Evading Portfolio Royalties for Standard-Essential Patents Through Validity Challenges
21 Pages Posted: 29 May 2018
Date Written: 2016
A no-challenge clause prevents a patent licensee from challenging the validity of a licensed patent. In the 2014 Guidelines on Technology Transfer Block Exemption Regulation, the European Commission discouraged parties from including a no-challenge clause in a settlement and license agreement concerning standard-essential patents (SEPs).The Commission said that eliminating invalid patents serves the public interest because it promotes competition. For similar reasons, in 2014, the Advocate General of the Court of Justice of the European Union opined in Huawei Technologies Co. v. ZTE Corp. that EU competition law should allow a licensee to retain the right to challenge a licensed SEP’s validity notwithstanding that the licensee has entered into a settlement and license agreement with the SEP holder.
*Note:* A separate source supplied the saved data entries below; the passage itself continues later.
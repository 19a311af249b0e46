//! Skyburst main entry point.
//!
//! A fireworks demo written in Rust using:
//! - **raylib** for windowing, 3D drawing, and keyboard input
//! - **bevy_ecs** for resources, spawner entities, and the frame schedule
//!
//! # Main Loop
//!
//! 1. Load `skyburst.ini` (or `--config`), build the ECS world
//! 2. Open the raylib window, generate one glow texture per palette theme
//! 3. Each frame: read input, tick spawners, update the registry, render
//!
//! With `--headless N` no window is opened: the simulation runs N fixed
//! 1/60 s frames and logs a summary once per simulated second.
//!
//! # Running
//!
//! ```sh
//! cargo run --release
//! RUST_LOG=debug cargo run -- --headless 600 --seed 42
//! ```

// Do not create console on Windows
#![cfg_attr(target_os = "windows", windows_subsystem = "windows")]

use bevy_ecs::observer::Observer;
use bevy_ecs::prelude::*;
use clap::Parser;
use log::{error, info};
use std::path::PathBuf;

use skyburst::error::SimError;
use skyburst::events::switchdebug::switch_debug_observer;
use skyburst::game::{self, Overrides};
use skyburst::resources::camera3d::Camera3DRes;
use skyburst::resources::framestats::FrameStats;
use skyburst::resources::input::InputState;
use skyburst::resources::registry::Registry;
use skyburst::resources::simconfig::SimConfig;
use skyburst::resources::simcontext::SimContext;
use skyburst::resources::texturestore::TextureStore;
use skyburst::systems::input::{scene_control_system, update_input_state, wind_control_system};
use skyburst::systems::registry::registry_update_system;
use skyburst::systems::render::render_system;
use skyburst::systems::spawner::spawner_system;
use skyburst::systems::time::update_world_time;

const HEADLESS_DT: f32 = 1.0 / 60.0;

/// Skyburst fireworks
#[derive(Parser)]
#[command(version, about = "Rockets, bursts, and wind. A real-time particle demo.")]
struct Cli {
    /// INI configuration file (default: ./skyburst.ini).
    #[arg(long, value_name = "PATH")]
    config: Option<PathBuf>,

    /// Seed for the random generator, for reproducible bursts.
    #[arg(long)]
    seed: Option<u64>,

    /// Initial wind speed, overriding the configuration.
    #[arg(long, allow_hyphen_values = true)]
    wind: Option<f32>,

    /// Run this many frames without a window and exit.
    #[arg(long, value_name = "FRAMES")]
    headless: Option<u64>,
}

fn main() {
    env_logger::Builder::from_env(env_logger::Env::default().default_filter_or("info")).init();

    let cli = Cli::parse();

    if let Err(e) = run(cli) {
        error!("{e}");
        std::process::exit(1);
    }
}

fn run(cli: Cli) -> Result<(), SimError> {
    let mut config = match &cli.config {
        Some(path) => SimConfig::with_path(path),
        None => SimConfig::new(),
    };
    match config.load_from_file() {
        Ok(()) => {}
        // An explicitly requested file must exist; the default one is optional.
        Err(e) if cli.config.is_some() => return Err(e),
        Err(e) => info!("{e}; using defaults"),
    }

    let overrides = Overrides {
        seed: cli.seed,
        wind_speed: cli.wind,
    };
    let world = game::build_world(config, overrides)?;

    match cli.headless {
        Some(frames) => run_headless(world, frames),
        None => run_windowed(world),
    }
}

fn run_headless(mut world: World, frames: u64) -> Result<(), SimError> {
    info!("Running {} headless frames", frames);
    let mut schedule = game::headless_schedule();
    for _ in 0..frames {
        update_world_time(&mut world, HEADLESS_DT);
        schedule.run(&mut world);
    }

    let stats = *world.resource::<FrameStats>();
    let registry = world.resource::<Registry>();
    info!(
        "Done: {} frames, {} draws, peak {} live, {} inserted, {} expired, {} live at exit",
        stats.frames,
        stats.total_draws,
        stats.peak_live,
        registry.total_inserted(),
        registry.total_expired(),
        registry.len()
    );
    Ok(())
}

fn run_windowed(mut world: World) -> Result<(), SimError> {
    let (window_width, window_height, target_fps) = {
        let config = world.resource::<SimConfig>();
        (config.window_width, config.window_height, config.target_fps)
    };

    let (mut rl, thread) = raylib::init()
        .size(window_width as i32, window_height as i32)
        .resizable()
        .title("Skyburst")
        .build();
    rl.set_target_fps(target_fps);

    let textures =
        TextureStore::from_palette(&mut rl, &thread, &world.resource::<SimContext>().palette)?;
    info!("Generated {} theme textures", textures.map.len());

    world.insert_resource(Camera3DRes::default());
    world.insert_resource(InputState::default());
    world.insert_non_send_resource(textures);
    world.insert_non_send_resource(rl);
    world.insert_non_send_resource(thread);
    world.spawn(Observer::new(switch_debug_observer));
    // Ensure the observer is registered before we run any systems that may trigger events.
    world.flush();

    let mut update = Schedule::default();
    update.add_systems(
        (
            update_input_state,
            wind_control_system,
            scene_control_system,
            spawner_system,
            registry_update_system,
            render_system,
        )
            .chain(),
    );

    // --------------- Main loop ---------------
    while !world
        .non_send_resource::<raylib::RaylibHandle>()
        .window_should_close()
    {
        let dt = world
            .non_send_resource::<raylib::RaylibHandle>()
            .get_frame_time();
        update_world_time(&mut world, dt);

        update.run(&mut world);

        world.clear_trackers();
    }

    // Textures must go before the window closes.
    world.remove_non_send_resource::<TextureStore>();
    info!(
        "Shutting down with {} live entities",
        world.resource::<Registry>().len()
    );
    Ok(())
}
I analyze the Commission’s and the Advocate General’s assumption that a licensee’s challenging the validity of SEPs unambiguously benefits consumers. I assess the merits of that legal proposition within the well-established economic framework of cost-benefit analysis. I particularly focus on the marginal benefits and the marginal costs that eliminating no-challenge provisions would generate for consumers. I explain that the Commission and the Advocate General exaggerated the marginal benefits and understated the marginal costs of validity challenges to licensed SEPs, particularly when the typical SEP holder repeatedly licenses its SEPs in a large portfolio to a sophisticated licensee.The discovery that several SEPs in a licensed portfolio of hundreds are invalid would neither surprise the parties nor justify reducing the portfolio royalty.The Commission and the Advocate General ignored that encouraging a licensee to challenge the validity of individual licensed SEPs invites opportunistic litigation by the licensee so as to delay paying the SEP holder the agreed-upon royalty for the use of the many more valid patents in its licensed portfolio.Thwarting the SEP holder’s ability to receive prompt compensation for its innovative contribution lessens the SEP holder’s incentive to invest in innovation and thus decreases quality of collective standard setting. Those effects in turn impose significant marginal harm on consumers. Consequently, the Commission and Advocate General erred to assume that consumers derive a net marginal benefit from the announced policy encouraging a licensee to challenge to the validity of licensed SEPs.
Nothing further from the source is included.